Once upon a time there lived Turkey; Turkey had the attribute of being a crotchety git. Most of the creatures in the forest thought this was because Turkey was getting on in age, but Fox knew better. Turkey had the kind of constipated look on his face, lips puckered like an asshole straining, that said he was a grumpy gus ever since he was a hatchling, surveying unimpressedly the world he had been born into, believing himself to be above all of Creation.

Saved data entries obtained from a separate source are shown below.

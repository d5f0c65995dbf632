//! Field-aware sanitization.
//!
//! Every function here is pure, total and idempotent:
//! `sanitize(sanitize(x)) == sanitize(x)` for every field kind.

use once_cell::sync::Lazy;
use regex::Regex;
use remitcap_core::money::clamp_money;
use remitcap_core::{ComplianceConfig, Money, RawAmount};
use rust_decimal::prelude::FromPrimitive;
use rust_decimal::Decimal;
use serde::{Deserialize, Serialize};
use serde_json::Value;
use std::str::FromStr;

pub const MAX_DOCUMENT_LEN: usize = 30;
pub const MAX_FISCAL_CODE_LEN: usize = 16;
pub const MAX_PHONE_LEN: usize = 25;
pub const MAX_EMAIL_LEN: usize = 100;
pub const MAX_NAME_LEN: usize = 150;

static SCRIPT_BLOCK: Lazy<Regex> =
    Lazy::new(|| Regex::new(r"(?is)<script\b[^>]*>.*?</script\s*>").expect("Invalid script regex"));
static MARKUP_TAG: Lazy<Regex> = Lazy::new(|| Regex::new(r"<[^>]*>").expect("Invalid tag regex"));
static EVENT_HANDLER: Lazy<Regex> = Lazy::new(|| {
    Regex::new(r#"(?i)\bon[a-z]+\s*=\s*(?:"[^"]*"|'[^']*'|[^\s>]*)"#)
        .expect("Invalid event handler regex")
});
static JAVASCRIPT_URI: Lazy<Regex> =
    Lazy::new(|| Regex::new(r"(?i)javascript\s*:").expect("Invalid javascript regex"));
static BASE64_DATA_URI: Lazy<Regex> = Lazy::new(|| {
    Regex::new(r"(?i)data:[^\s,]*?;base64,?[a-z0-9+/=]*").expect("Invalid data URI regex")
});
static CONTROL_CHARS: Lazy<Regex> = Lazy::new(|| {
    Regex::new(r"[\x00-\x08\x0B\x0C\x0E-\x1F\x7F]").expect("Invalid control char regex")
});
static WHITESPACE_RUN: Lazy<Regex> =
    Lazy::new(|| Regex::new(r"\s+").expect("Invalid whitespace regex"));
static NUMERIC_SYNTAX: Lazy<Regex> =
    Lazy::new(|| Regex::new(r"^\d+(?:\.\d*)?$").expect("Invalid numeric regex"));

/// Integer digits beyond which a numeric string cannot fit a `Decimal`.
const MAX_DECIMAL_DIGITS: usize = 28;

/// Kind of field being sanitized.
#[derive(Debug, Clone, Copy, PartialEq, Eq, Hash, Serialize, Deserialize)]
#[serde(rename_all = "snake_case")]
pub enum FieldKind {
    /// Generic free text.
    Text,
    DocumentNumber,
    FiscalCode,
    Phone,
    Email,
    /// Person or business name.
    Name,
    /// Monetary amount; output is the canonical decimal string.
    Amount,
}

// ============================================================================
// GENERIC TEXT
// ============================================================================

/// Strip markup, script payloads, dangerous URIs and control characters,
/// then collapse whitespace and trim.
pub fn sanitize_text(raw: &str) -> String {
    // Stripping can splice a new payload together ("javajavascript::"), so
    // passes repeat until nothing changes. Each changing pass after the first
    // strictly shortens the text.
    let mut current = text_pass(raw);
    loop {
        let next = text_pass(&current);
        if next == current {
            return current;
        }
        current = next;
    }
}

fn text_pass(input: &str) -> String {
    let text = SCRIPT_BLOCK.replace_all(input, "");
    let text = MARKUP_TAG.replace_all(&text, "");
    let text = EVENT_HANDLER.replace_all(&text, "");
    let text = JAVASCRIPT_URI.replace_all(&text, "");
    let text = BASE64_DATA_URI.replace_all(&text, "");
    let text = CONTROL_CHARS.replace_all(&text, "");
    let text = WHITESPACE_RUN.replace_all(&text, " ");
    text.trim().to_string()
}

// ============================================================================
// STRUCTURED FIELDS
// ============================================================================

/// Uppercase, keep `[A-Z0-9-]`, at most 30 characters.
pub fn sanitize_document_number(raw: &str) -> String {
    raw.to_uppercase()
        .chars()
        .filter(|c| c.is_ascii_uppercase() || c.is_ascii_digit() || *c == '-')
        .take(MAX_DOCUMENT_LEN)
        .collect()
}

/// Uppercase, keep `[A-Z0-9]`, at most 16 characters.
pub fn sanitize_fiscal_code(raw: &str) -> String {
    raw.to_uppercase()
        .chars()
        .filter(|c| c.is_ascii_uppercase() || c.is_ascii_digit())
        .take(MAX_FISCAL_CODE_LEN)
        .collect()
}

/// Keep digits, `+`, `-`, spaces and parentheses, at most 25 characters.
pub fn sanitize_phone(raw: &str) -> String {
    let kept: String = raw
        .chars()
        .filter(|c| c.is_ascii_digit() || matches!(c, '+' | '-' | ' ' | '(' | ')'))
        .take(MAX_PHONE_LEN)
        .collect();
    kept.trim().to_string()
}

/// Lowercase, keep `[a-z0-9@._+-]`, at most 100 characters.
pub fn sanitize_email(raw: &str) -> String {
    raw.to_lowercase()
        .chars()
        .filter(|c| {
            c.is_ascii_lowercase() || c.is_ascii_digit() || matches!(c, '@' | '.' | '_' | '+' | '-')
        })
        .take(MAX_EMAIL_LEN)
        .collect()
}

/// Keep letters (accented included), spaces, hyphens, apostrophes and
/// periods; collapse whitespace; at most 150 characters.
pub fn sanitize_name(raw: &str) -> String {
    let text = sanitize_text(raw);
    let mut out = String::with_capacity(text.len());
    let mut last_was_space = true;
    for c in text.chars() {
        if c.is_whitespace() {
            if !last_was_space {
                out.push(' ');
                last_was_space = true;
            }
        } else if c.is_alphabetic() || matches!(c, '-' | '\'' | '.') {
            out.push(c);
            last_was_space = false;
        }
    }
    let truncated: String = out.trim().chars().take(MAX_NAME_LEN).collect();
    truncated.trim_end().to_string()
}

// ============================================================================
// AMOUNTS
// ============================================================================

/// Parse, clamp to `[0, ceiling]` and round to cents.
///
/// Unparseable input yields zero rather than an error, so callers must
/// validate separately that zero is acceptable. This clamp is a display
/// safeguard; it never replaces rejecting an over-ceiling transfer.
pub fn sanitize_amount(raw: &RawAmount, ceiling: Money) -> Money {
    let value = match raw {
        RawAmount::Number(n) => number_to_decimal(*n, ceiling),
        RawAmount::Text(s) => text_to_decimal(s, ceiling),
    };
    clamp_money(value, ceiling)
}

fn number_to_decimal(n: f64, ceiling: Money) -> Decimal {
    if n.is_nan() {
        return Decimal::ZERO;
    }
    match Decimal::from_f64(n) {
        Some(d) => d,
        // Out of Decimal range: saturate toward the matching bound.
        None if n > 0.0 => ceiling,
        None => Decimal::ZERO,
    }
}

fn text_to_decimal(s: &str, ceiling: Money) -> Decimal {
    let cleaned: String = s.chars().filter(|c| c.is_ascii_digit() || *c == '.').collect();
    match Decimal::from_str(&cleaned) {
        Ok(d) => d,
        Err(_) if is_overflowing_number(&cleaned) => ceiling,
        Err(_) => Decimal::ZERO,
    }
}

/// Syntactically a number, but with more integer digits than `Decimal` holds.
fn is_overflowing_number(cleaned: &str) -> bool {
    if !NUMERIC_SYNTAX.is_match(cleaned) {
        return false;
    }
    let integer = cleaned.split('.').next().unwrap_or_default();
    integer.trim_start_matches('0').len() > MAX_DECIMAL_DIGITS
}

// ============================================================================
// OBJECT GRAPHS
// ============================================================================

/// Apply [`sanitize_text`] to every string leaf of a JSON value.
///
/// Arrays and nested objects are walked recursively; numbers, booleans and
/// `null` pass through unchanged. Object keys are left as they are.
pub fn sanitize_object(value: Value) -> Value {
    match value {
        Value::String(s) => Value::String(sanitize_text(&s)),
        Value::Array(items) => Value::Array(items.into_iter().map(sanitize_object).collect()),
        Value::Object(map) => Value::Object(
            map.into_iter()
                .map(|(k, v)| (k, sanitize_object(v)))
                .collect(),
        ),
        other => other,
    }
}

// ============================================================================
// SANITIZER
// ============================================================================

/// Dispatches to the field-specific functions with a configured ceiling.
#[derive(Debug, Clone)]
pub struct Sanitizer {
    ceiling: Money,
}

impl Sanitizer {
    pub fn new(ceiling: Money) -> Self {
        Self { ceiling }
    }

    pub fn from_config(config: &ComplianceConfig) -> Self {
        Self::new(config.ceiling)
    }

    pub fn ceiling(&self) -> Money {
        self.ceiling
    }

    /// Sanitize a raw value according to its field kind.
    pub fn sanitize(&self, kind: FieldKind, raw: &str) -> String {
        match kind {
            FieldKind::Text => sanitize_text(raw),
            FieldKind::DocumentNumber => sanitize_document_number(raw),
            FieldKind::FiscalCode => sanitize_fiscal_code(raw),
            FieldKind::Phone => sanitize_phone(raw),
            FieldKind::Email => sanitize_email(raw),
            FieldKind::Name => sanitize_name(raw),
            FieldKind::Amount => self.amount(&RawAmount::Text(raw.to_string())).to_string(),
        }
    }

    /// Sanitize an optional value, mapping empty results to `None`.
    pub fn sanitize_opt(&self, kind: FieldKind, raw: Option<&str>) -> Option<String> {
        raw.map(|r| self.sanitize(kind, r)).filter(|s| !s.is_empty())
    }

    pub fn amount(&self, raw: &RawAmount) -> Money {
        sanitize_amount(raw, self.ceiling)
    }
}

#[cfg(test)]
mod tests {
    use super::*;
    use rust_decimal_macros::dec;
    use serde_json::json;

    #[test]
    fn test_text_strips_script_blocks_and_tags() {
        assert_eq!(sanitize_text("<script>alert(1)</script>Hola"), "Hola");
        assert_eq!(sanitize_text("<b>Ana</b>  <i>Ruiz</i>"), "Ana Ruiz");
        assert_eq!(sanitize_text("  a\t\n b  "), "a b");
    }

    #[test]
    fn test_text_strips_handlers_and_uris() {
        assert_eq!(sanitize_text("x onclick=\"steal()\" y"), "x y");
        assert_eq!(sanitize_text("javascript:alert(1)"), "alert(1)");
        assert_eq!(sanitize_text("see data:image/png;base64,iVBORw0KGgo= now"), "see now");
        assert_eq!(sanitize_text("a\u{0007}b\u{007f}c"), "abc");
    }

    #[test]
    fn test_text_reaches_fixpoint_on_spliced_payloads() {
        let once = sanitize_text("javajavascript:script:alert(1)");
        assert_eq!(once, "alert(1)");
        assert_eq!(sanitize_text(&once), once);
    }

    #[test]
    fn test_document_number() {
        assert_eq!(sanitize_document_number(" ab-123.456 "), "AB-123456");
        assert_eq!(sanitize_document_number(&"X".repeat(40)).len(), MAX_DOCUMENT_LEN);
    }

    #[test]
    fn test_fiscal_code() {
        assert_eq!(sanitize_fiscal_code("rssmra85t10a562s!!"), "RSSMRA85T10A562S");
        assert_eq!(sanitize_fiscal_code("12345678-z"), "12345678Z");
    }

    #[test]
    fn test_phone() {
        assert_eq!(sanitize_phone("+34 (600) 123-456 ext<b>"), "+34 (600) 123-456");
        assert_eq!(sanitize_phone(&"9".repeat(40)).len(), MAX_PHONE_LEN);
    }

    #[test]
    fn test_email() {
        assert_eq!(sanitize_email(" User.Name+tag@Example.COM "), "user.name+tag@example.com");
        assert_eq!(sanitize_email("a<script>@b.c"), "ascript@b.c");
    }

    #[test]
    fn test_name_keeps_accents_and_punctuation() {
        assert_eq!(sanitize_name("  María   José O'Brien-Pérez Jr. "), "María José O'Brien-Pérez Jr.");
        assert_eq!(sanitize_name("<b>Ana</b> 123"), "Ana");
        assert_eq!(sanitize_name(&"a".repeat(200)).chars().count(), MAX_NAME_LEN);
    }

    #[test]
    fn test_amount_clamps_and_rounds() {
        let ceiling = dec!(999);
        assert_eq!(sanitize_amount(&RawAmount::Number(12.345), ceiling), dec!(12.35));
        assert_eq!(sanitize_amount(&RawAmount::Number(-5.0), ceiling), dec!(0));
        assert_eq!(sanitize_amount(&RawAmount::Number(5000.0), ceiling), dec!(999));
        assert_eq!(sanitize_amount(&"€ 1,200.50".into(), ceiling), dec!(999));
        assert_eq!(sanitize_amount(&"450.00 EUR".into(), ceiling), dec!(450));
    }

    #[test]
    fn test_amount_invalid_yields_zero() {
        let ceiling = dec!(999);
        assert_eq!(sanitize_amount(&"abc".into(), ceiling), Decimal::ZERO);
        assert_eq!(sanitize_amount(&"1.2.3".into(), ceiling), Decimal::ZERO);
        assert_eq!(sanitize_amount(&"".into(), ceiling), Decimal::ZERO);
        assert_eq!(sanitize_amount(&RawAmount::Number(f64::NAN), ceiling), Decimal::ZERO);
        assert_eq!(sanitize_amount(&RawAmount::Number(f64::INFINITY), ceiling), dec!(999));
    }

    #[test]
    fn test_amount_overflowing_digits_saturate() {
        let huge = "9".repeat(60);
        assert_eq!(sanitize_amount(&huge.as_str().into(), dec!(999)), dec!(999));
    }

    #[test]
    fn test_sanitize_object_walks_graph() {
        let input = json!({
            "name": "<b>Ana</b>",
            "tags": ["<i>vip</i>", 3],
            "nested": { "note": "x onclick=go() y", "ok": true },
            "missing": null
        });
        let output = sanitize_object(input);
        assert_eq!(
            output,
            json!({
                "name": "Ana",
                "tags": ["vip", 3],
                "nested": { "note": "x y", "ok": true },
                "missing": null
            })
        );
        assert_eq!(sanitize_object(Value::Null), Value::Null);
    }

    #[test]
    fn test_sanitizer_dispatch() {
        let sanitizer = Sanitizer::new(dec!(999));
        assert_eq!(sanitizer.sanitize(FieldKind::DocumentNumber, "ab123456"), "AB123456");
        assert_eq!(sanitizer.sanitize(FieldKind::Amount, "12.345"), "12.35");
        assert_eq!(sanitizer.sanitize_opt(FieldKind::Email, Some("<>")), None);
        assert_eq!(sanitizer.sanitize_opt(FieldKind::Phone, None), None);
    }
}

Seeing the other creatures: Bear, Deer, Beaver, Goose, thriving and frolicking in the forest pissed Turkey off. Turkey, being an ignorant son of a bitch, thought all the other creatures were turkeys too; saw the world in a bichromatic shade of black and white of “with or against me”; and would not be satisfied until he shat on the work of all the “other turkeys.”
Turkey judged the dam Beaver built, saying it was poorly made, constructed from shoddy materials, and that it was stupid for a turkey to build a dam anyway. Turkey woke up Bear from hibernation, calling him a lazy turkey, saying Bear should be more productive; when Bear roared his disapproval at being woken early, Turkey said, “You’re doing it wrong. It’s ‘Gobble, gobble,’ you sorry excuse for a turkey.” Turkey mocked Goose, saying that it was a jive turkey indeed that took to the air – better to stay close to the ground the way turkeys were meant to.